Teatro: parte “Amico Sostenitore”, la campagna di solidarietà per evitare la chiusura del Carlo Felice di Genova
- di Redazione -
4 agosto 2010
Un invito rivolto a tutti: aziende, associazioni e anche privati cittadini per fare in modo che il Teatro Carlo Felice di Genova continui la sua programmazione e resti in vita: questo l’obiettivo della campagna “amico sostenitore”, ideata da Sara Armella, presidentessa di Spim, società del Comune di Genova che gestisce a suo conto il patrimonio immobiliare.
L’invito rivolto è di destinare il 5 per mille al teatro oppure di diventare sostenitore del teatro con un contributo che può variare dai 25 ai 250 euro: a questi sostegni vanno aggiunte le sponsorizzazioni di piccole e medie imprese che possono versare un contributo dai mille ai tremila euro, intermanete deducibili poi delle tasse.
La Spim stessa verserà nelle casse del Teatro una cifra che va dai 12 ai 15 mila euro così come la San Bartolomeo Srl, a capitale misto pubblico-privato e Amt, azienda di servizi pubblici genovesi.
Si comincerà dunque da queste piccole mosse che sono comunque volte anche a dimostrazione dell’affetto che i cittadini nutrono per il loro teatro.
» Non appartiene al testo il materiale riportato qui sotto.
//! Notification identifiers.
//!
//! Every failure site that reaches the notification sink names itself with
//! one of these codes. Add new codes here; never pass ad-hoc strings.
//!
//! The string forms are the toast identifiers the presentation layer keys
//! on, so repeated failures at the same site replace rather than stack.

use core::fmt;

#[derive(Debug, Clone, Copy, PartialEq, Eq, Hash)]
pub enum ErrorCode {
    // Engine operations
    /// Persisted state could not be loaded
    StoreError,
    StartError,
    StopError,
    GameStateError,
    RollDiceError,
    ChooseColumnsError,
    EndRunError,
    StatsError,
    NameError,

    // Turn flow
    /// Engine accepted the call but returned no snapshot for a choice
    ChoiceError,
    /// Autonomous decision query failed
    AiError,
    /// Informational autonomous-player channel
    Ai,
}

impl ErrorCode {
    pub const ALL: [ErrorCode; 12] = [
        Self::StoreError,
        Self::StartError,
        Self::StopError,
        Self::GameStateError,
        Self::RollDiceError,
        Self::ChooseColumnsError,
        Self::EndRunError,
        Self::StatsError,
        Self::NameError,
        Self::ChoiceError,
        Self::AiError,
        Self::Ai,
    ];

    pub const fn as_str(&self) -> &'static str {
        match self {
            Self::StoreError => "StoreError",
            Self::StartError => "StartError",
            Self::StopError => "StopError",
            Self::GameStateError => "GameStateError",
            Self::RollDiceError => "RollDiceError",
            Self::ChooseColumnsError => "ChooseColumnsError",
            Self::EndRunError => "EndRunError",
            Self::StatsError => "StatsError",
            Self::NameError => "NameError",
            Self::ChoiceError => "choiceError",
            Self::AiError => "aiError",
            Self::Ai => "ai",
        }
    }
}

impl fmt::Display for ErrorCode {
    fn fmt(&self, f: &mut fmt::Formatter<'_>) -> fmt::Result {
        f.write_str(self.as_str())
    }
}

#[cfg(test)]
mod tests {
    use std::collections::HashSet;

    use super::*;

    #[test]
    fn codes_are_unique() {
        let unique: HashSet<&str> = ErrorCode::ALL.iter().map(ErrorCode::as_str).collect();
        assert_eq!(unique.len(), ErrorCode::ALL.len());
    }

    #[test]
    fn turn_flow_codes_keep_their_toast_ids() {
        assert_eq!(ErrorCode::ChoiceError.as_str(), "choiceError");
        assert_eq!(ErrorCode::AiError.as_str(), "aiError");
        assert_eq!(format!("{}", ErrorCode::RollDiceError), "RollDiceError");
    }
}
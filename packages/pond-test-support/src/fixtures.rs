//! Snapshot and roll fixtures.

use pond::domain::dice::{MAX_COLUMN, MIN_COLUMN};
use pond::domain::snapshot::{Column, MAX_SEATS};
use pond::domain::{
    ColumnChoice, ColumnId, GameSettings, GameSnapshot, Participant, PlayerMode, RollOutcome,
};

const NAMES: [&str; MAX_SEATS] = ["Sir Hopsalot", "Lily Padster", "Croaky Joe", "Bog Zilla"];

/// Eleven empty columns, heights following the usual 3..13..3 shape.
pub fn columns() -> Vec<Column> {
    (MIN_COLUMN..=MAX_COLUMN)
        .filter_map(|sum| ColumnId::new(sum).ok())
        .map(|col| {
            let distance = col.get().abs_diff(7) as usize;
            Column {
                col,
                height: 13 - 2 * distance,
                hops: [0; MAX_SEATS],
                risked: 0,
                locked: None,
            }
        })
        .collect()
}

/// An in-progress game with one participant per mode, seat order kept.
pub fn snapshot(modes: &[PlayerMode], current_player: usize) -> GameSnapshot {
    let players = modes
        .iter()
        .enumerate()
        .map(|(seat, mode)| Participant::new(seat, NAMES[seat % MAX_SEATS], *mode))
        .collect();
    GameSnapshot {
        in_progress: true,
        settings: GameSettings {
            players,
            win_cols: 3,
        },
        current_player,
        hops: 0,
        columns: columns(),
        winner: None,
    }
}

/// Same game, with the run progressed by `hops`.
pub fn with_hops(mut snapshot: GameSnapshot, hops: usize) -> GameSnapshot {
    snapshot.hops = hops;
    snapshot
}

/// Same game, handed to the next seat with a fresh run.
pub fn next_turn(mut snapshot: GameSnapshot) -> GameSnapshot {
    let seats = snapshot.settings.players.len().max(1);
    snapshot.current_player = (snapshot.current_player + 1) % seats;
    snapshot.hops = 0;
    for column in &mut snapshot.columns {
        column.risked = 0;
    }
    snapshot
}

/// Build a pairing from dice sums. Panics on an out-of-range sum.
pub fn choice(first: u8, second: Option<u8>) -> ColumnChoice {
    ColumnChoice::from_sums(first, second).expect("column sums are in range")
}

/// Dice `[2, 3, 4, 5]` offering `5 & 9` and `6 & 8`.
pub fn roll() -> RollOutcome {
    RollOutcome::new([2, 3, 4, 5], vec![choice(5, Some(9)), choice(6, Some(8))])
}

/// Dice with no legal pairing.
pub fn croaked_roll() -> RollOutcome {
    RollOutcome::new([1, 1, 1, 1], Vec::new())
}
//! Test support for the pond turn layer
//!
//! A scripted in-memory engine that records every call, a notifier that
//! keeps every notice, snapshot fixtures and unified test logging.

pub mod fixtures;
pub mod logging;
pub mod recording_notifier;
pub mod scripted_engine;

pub use recording_notifier::RecordingNotifier;
pub use scripted_engine::{EngineCall, RecordedCall, ScriptedEngine};
//! CLI interface for the arena harness
//!
//! This module provides the command-line interface using clap's derive API.
//! It defines all commands and global flags for running evaluations.

use clap::{Parser, Subcommand};
use std::path::PathBuf;

/// Arena evaluation harness
///
/// Drives scripted missions inside the simulator, asks a reasoning service
/// for the agent's actions and scores the result against each mission's goals.
#[derive(Parser, Debug)]
#[command(name = "arena")]
#[command(version, about, long_about = None)]
pub struct Cli {
    /// Output in JSON format
    #[arg(long, global = true)]
    pub json: bool,

    /// Set log level (error, warn, info, debug, trace)
    #[arg(long, global = true, value_name = "LEVEL")]
    pub log: Option<String>,

    /// Specify alternate configuration file
    #[arg(long, global = true, value_name = "PATH")]
    pub config: Option<PathBuf>,

    #[command(subcommand)]
    pub command: Command,
}

/// Available commands
#[derive(Subcommand, Debug)]
pub enum Command {
    /// Evaluate every mission in a catalog file
    Run {
        /// Mission catalog (JSON list of missions)
        #[arg(long, value_name = "FILE")]
        missions: PathBuf,

        /// Session id prefix, overriding the configured one
        #[arg(long)]
        prefix: Option<String>,
    },

    /// Parse and compile a mission catalog without touching the simulator
    Validate {
        /// Mission catalog (JSON list of missions)
        #[arg(long, value_name = "FILE")]
        missions: PathBuf,
    },

    /// Check that the reasoning service is reachable
    Healthcheck,
}

#[cfg(test)]
mod tests {
    use super::*;
    use clap::CommandFactory;

    #[test]
    fn test_cli_is_well_formed() {
        Cli::command().debug_assert();
    }

    #[test]
    fn test_parse_run_with_globals() {
        let cli = Cli::parse_from([
            "arena",
            "--log",
            "debug",
            "run",
            "--missions",
            "missions.json",
            "--prefix",
            "Eval",
        ]);
        assert_eq!(cli.log.as_deref(), Some("debug"));
        match cli.command {
            Command::Run { missions, prefix } => {
                assert_eq!(missions, PathBuf::from("missions.json"));
                assert_eq!(prefix.as_deref(), Some("Eval"));
            }
            other => panic!("unexpected command {:?}", other),
        }
    }

    #[test]
    fn test_validate_requires_missions() {
        assert!(Cli::try_parse_from(["arena", "validate"]).is_err());
    }
}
“Molto dipenderà – afferma Sara Armella al “Secolo XIX” – dal piano industriale che il teatro varerà nei prossimi mesi e con cui si presenterà alla città e alle aziende”: stessa idea che ha portato Renzo Fossati a dichiararre come i quattro mesi di cassa integrazione previsti saranno solo una fase di transizione verso una situazione migliore che culminerà con la redazione del business plan per la stagione del prossimo anno.